For part A, samples initially containing approximately 5,000 neurons and their associated nonneuronal cells were used. Samples were either separated by filtration into neuronal and nonneuronal populations or not separated. All samples were centrifuged in 2-ml microcentrifuge tubes at 800 × g for 10 min and resuspended in 500 μl of reaction buffer containing DNase as described above. Based on our microscopic observations indicating approximately 100 nonneuronal cells per neuron, approximately 500,000 beads were present for 500,000 cells in the mixed population. After cell separation, the nonneuronal cell-to-bead ratio was slightly less than 1:1 and was approximately 1:100 for neurons. Samples were placed on a mixing apparatus at 37°C for at least 16 h; we were careful to ensure that the tubes were completely inverted so that the DNase beads were always in contact with the liquid containing the cells.
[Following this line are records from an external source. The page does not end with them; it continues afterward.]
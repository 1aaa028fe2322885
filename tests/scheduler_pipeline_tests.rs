//! End-to-end tests of the generation pipeline
//!
//! These run the scheduler stage by stage through its public methods and check the
//! invariants that hold across the three tables.

use chrono::{NaiveDate, NaiveTime, Timelike};
use medscheduler::appointments::{format_hms, parse_hms};
use medscheduler::types::config::HourSpec;
use medscheduler::{AppointmentScheduler, AppointmentStatus, SchedulerConfig};
use std::collections::{BTreeMap, BTreeSet};

fn config(seed: u64) -> SchedulerConfig {
    SchedulerConfig {
        date_ranges: vec![("2024-01-01".into(), "2024-04-30".into())],
        ref_date: "2024-04-01".into(),
        seed: Some(seed),
        ..Default::default()
    }
}

fn generated(seed: u64) -> AppointmentScheduler {
    let mut scheduler = AppointmentScheduler::new(config(seed)).unwrap();
    scheduler.generate().unwrap();
    scheduler
}

#[test]
fn test_slot_table_follows_working_calendar() {
    let mut scheduler = AppointmentScheduler::new(SchedulerConfig {
        date_ranges: vec![("2024-01-01".into(), "2024-01-31".into())],
        ref_date: "2024-01-15".into(),
        ..Default::default()
    })
    .unwrap();
    let slots = scheduler.generate_slots().to_vec();

    // 23 weekdays in January 2024, 10 hours of 15-minute slots each
    assert_eq!(slots.len(), 23 * 40);
    assert_eq!(slots[0].slot_id.as_str(), "001");
    assert_eq!(slots[0].appointment_time, NaiveTime::from_hms_opt(8, 0, 0).unwrap());
    assert!(slots.iter().all(|s| s.is_available));
    assert!(slots.windows(2).all(|w| w[0].datetime() < w[1].datetime()));
    assert!(slots.iter().all(|s| s.appointment_time.minute() % 15 == 0));
    assert!(slots.iter().all(|s| s.appointment_time.hour() >= 8 && s.appointment_time.hour() < 18));
}

#[test]
fn test_appointments_before_slots_is_an_error() {
    let mut scheduler = AppointmentScheduler::new(config(1)).unwrap();
    let err = scheduler.generate_appointments().unwrap_err();
    assert!(err.is_value_error());
    assert!(scheduler.appointments().is_empty());
}

#[test]
fn test_same_seed_gives_identical_tables() {
    let first = generated(2024);
    let second = generated(2024);

    assert_eq!(first.slots(), second.slots());
    assert_eq!(first.appointments(), second.appointments());
    assert_eq!(first.patients(), second.patients());

    let other = generated(2025);
    assert_ne!(first.appointments(), other.appointments());
}

#[test]
fn test_appointment_rows_are_consistent() {
    let scheduler = generated(7);
    let config = scheduler.config();
    let appointments = scheduler.appointments();
    assert!(!appointments.is_empty());

    let mut seen_slots = BTreeSet::new();
    for (i, a) in appointments.iter().enumerate() {
        assert_eq!(a.appointment_id.sequence(), Some(i + 1));
        assert!(seen_slots.insert(a.slot_id.clone()), "slot {} booked twice", a.slot_id);
        assert!(a.scheduling_date <= a.appointment_date);
        assert_eq!(
            (a.appointment_date - a.scheduling_date).num_days(),
            i64::from(a.scheduling_interval)
        );

        let is_future = a.datetime() >= config.ref_date;
        assert_eq!(a.status == AppointmentStatus::Scheduled, is_future);
        if is_future {
            assert!(a.appointment_date <= config.horizon_end());
        }
        assert_eq!(a.has_timing(), a.status == AppointmentStatus::Attended);
    }
    assert!(appointments.windows(2).all(|w| w[0].datetime() <= w[1].datetime()));

    // Every booked slot is marked unavailable
    let booked: usize = scheduler.slots().iter().filter(|s| !s.is_available).count();
    assert_eq!(booked, appointments.len());
}

#[test]
fn test_attended_timing_fields() {
    let scheduler = generated(8);
    let attended: Vec<_> = scheduler
        .appointments()
        .iter()
        .filter(|a| a.status == AppointmentStatus::Attended)
        .collect();
    assert!(!attended.is_empty());

    for a in attended {
        let slot = a.datetime();
        let check_in = a.check_in_time.unwrap();
        let start = a.start_time.unwrap();
        let end = a.end_time.unwrap();
        assert!(start >= slot);
        assert!(start >= check_in);
        assert_eq!(start, slot.max(check_in));
        assert_eq!((end - start).num_minutes(), i64::from(a.appointment_duration.unwrap()));
        assert!(a.appointment_duration.unwrap() >= 1);

        // HH:MM:SS rendering survives a parse
        for time in [check_in.time(), start.time(), end.time()] {
            let text = format_hms(time);
            assert_eq!(text.len(), 8);
            assert_eq!(parse_hms(&text).unwrap(), time);
        }
    }
}

#[test]
fn test_late_evening_visits_run_past_midnight() {
    let mut scheduler = AppointmentScheduler::new(SchedulerConfig {
        date_ranges: vec![("2024-01-01".into(), "2024-03-31".into())],
        ref_date: "2024-03-01".into(),
        working_hours: vec![(HourSpec::Hour(20), HourSpec::Hour(24))],
        appointments_per_hour: 4,
        check_in_time_mean: 10.0,
        seed: Some(1),
        ..Default::default()
    })
    .unwrap();
    scheduler.generate().unwrap();

    let attended: Vec<_> = scheduler
        .appointments()
        .iter()
        .filter(|a| a.status == AppointmentStatus::Attended)
        .collect();
    assert!(attended.len() > 300);

    let mut past_midnight = 0;
    for a in &attended {
        let slot = a.datetime();
        let start = a.start_time.unwrap();
        let end = a.end_time.unwrap();
        assert!(start >= slot, "start {start} before slot {slot}");
        assert!(end > start, "end {end} not after start {start}");
        if end.date() > a.appointment_date {
            past_midnight += 1;
        }
    }
    assert!(past_midnight > 0);

    let offset = scheduler.statistics().mean_check_in_offset.unwrap();
    assert!((offset - 10.0).abs() < 2.0, "mean check-in offset {offset}");
}

#[test]
fn test_patients_linked_within_age_cutoffs() {
    let mut config = config(21);
    config.lower_cutoff = 30;
    config.upper_cutoff = 60;
    let mut scheduler = AppointmentScheduler::new(config).unwrap();
    scheduler.generate().unwrap();

    let patients: BTreeMap<_, _> = scheduler
        .patients()
        .iter()
        .map(|p| (p.patient_id.clone(), p))
        .collect();
    assert!(!patients.is_empty());
    for p in patients.values() {
        assert!((30..=60).contains(&p.age), "age {}", p.age);
    }

    for a in scheduler.appointments() {
        let id = a.patient_id.as_ref().unwrap();
        let patient = patients[id];
        assert_eq!(a.sex, Some(patient.sex));
        assert_eq!(a.age, Some(patient.age));
        assert_eq!(a.age_group.as_deref(), Some(patient.age_group.as_str()));
        assert!(a.is_first_attendance.is_some());
    }

    // Each patient's first appointment is flagged as a first attendance
    let mut firsts = BTreeSet::new();
    for a in scheduler.appointments().iter().filter(|a| a.rebook_iteration == 0) {
        if a.is_first_attendance == Some(true) {
            firsts.insert(a.patient_id.clone());
        }
    }
    assert_eq!(firsts.len(), patients.len());
}

#[test]
fn test_visit_cap_limits_appointments_per_patient() {
    let scheduler = generated(33);
    let cap = scheduler.config().max_visits_per_patient() as usize;

    let mut originals: BTreeMap<_, usize> = BTreeMap::new();
    for a in scheduler.appointments().iter().filter(|a| a.rebook_iteration == 0) {
        *originals.entry(a.patient_id.clone()).or_default() += 1;
    }
    assert!(originals.values().all(|&n| n <= cap));
}

#[test]
fn test_standalone_patients_drop_links() {
    let mut scheduler = generated(5);
    let patients = scheduler.generate_patients(250).unwrap().to_vec();

    assert_eq!(patients.len(), 250);
    assert_eq!(patients[0].patient_id.as_str(), "001");
    assert!(scheduler.appointments().iter().all(|a| a.patient_id.is_none()));
    assert!(scheduler.generate_patients(0).unwrap_err().is_value_error());
}

#[test]
fn test_custom_columns() {
    let mut scheduler = generated(6);
    scheduler
        .add_custom_column("insurance", &["public", "private", "none"], "uniform", None)
        .unwrap();
    scheduler
        .add_custom_column("priority", &["low", "high"], "normal", Some(&[0.9, 0.1][..]))
        .unwrap();

    let allowed = ["public", "private", "none"];
    for p in scheduler.patients() {
        assert!(allowed.contains(&p.custom["insurance"].as_str()));
        assert!(p.custom.contains_key("priority"));
    }

    // Failed additions leave the table as it was
    let before = scheduler.patients().to_vec();
    assert!(scheduler.add_custom_column("insurance", &["x"], "uniform", None).is_err());
    assert!(scheduler.add_custom_column("age", &["x"], "uniform", None).is_err());
    assert!(scheduler.add_custom_column("tier", &["a", "b"], "poisson", None).is_err());
    assert!(scheduler
        .add_custom_column("tier", &["a", "b"], "uniform", Some(&[1.0][..]))
        .is_err());
    let no_categories: [&str; 0] = [];
    assert!(scheduler.add_custom_column("tier", &no_categories, "uniform", None).is_err());
    assert_eq!(scheduler.patients(), &before[..]);
}

#[test]
fn test_custom_column_needs_patients() {
    let mut scheduler = AppointmentScheduler::new(config(4)).unwrap();
    let err = scheduler
        .add_custom_column("insurance", &["public"], "uniform", None)
        .unwrap_err();
    assert!(err.is_value_error());
}

#[test]
fn test_helper_operations() {
    let mut scheduler = AppointmentScheduler::new(config(9)).unwrap();

    let pmf = scheduler.lead_time_pmf(30);
    assert_eq!(pmf.max_interval(), 30);
    assert!((pmf.pmf.iter().sum::<f64>() - 1.0).abs() < 1e-9);
    assert_eq!(pmf.median(), Some(10));
    assert!(scheduler.lead_time_pmf(0).is_empty());

    let weekday = NaiveDate::from_ymd_opt(2024, 1, 8).unwrap();
    assert!(scheduler.date_weight_raw(weekday) > 0.0);

    let slot_time = NaiveDate::from_ymd_opt(2024, 1, 8)
        .unwrap()
        .and_hms_opt(9, 0, 0)
        .unwrap();
    let check_in = scheduler.generate_check_in_time(slot_time).unwrap();
    assert!((check_in - slot_time).num_hours().abs() < 3);
    assert_eq!(check_in.nanosecond(), 0);
}

#[test]
fn test_assign_status_on_caller_rows() {
    let mut scheduler = generated(12);
    let ref_date = scheduler.config().ref_date;
    let mut rows = scheduler.appointments().to_vec();
    scheduler.assign_status(&mut rows).unwrap();

    for row in &rows {
        assert_eq!(row.status == AppointmentStatus::Scheduled, row.datetime() >= ref_date);
        assert_eq!(row.has_timing(), row.status == AppointmentStatus::Attended);
    }
}

#[test]
fn test_regenerating_slots_resets_downstream_tables() {
    let mut scheduler = generated(13);
    assert!(!scheduler.appointments().is_empty());

    scheduler.generate_slots();
    assert!(scheduler.appointments().is_empty());
    assert!(scheduler.patients().is_empty());
    assert!(scheduler.slots().iter().all(|s| s.is_available));
}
After 16 h, tubes were heated to 95°C for 5 min to inactivate the DNase and centrifuged at 800 × g for 10 min, and then all but approximately 5 μl of the reaction buffer was carefully removed.
For part B, cell populations based on 100 neurons were centrifuged in PCR tubes, resuspended in 50 μl of reaction buffer, and treated as described above.
DNA extraction.
For part A, DNA was extracted by using a QIAamp affinity chromatography kit (Qiagen, Inc., Chatsworth, Calif.) according to the manufacturer’s instructions for tissue-based DNA extraction, and then eluted with 50 μl of nuclease-free water.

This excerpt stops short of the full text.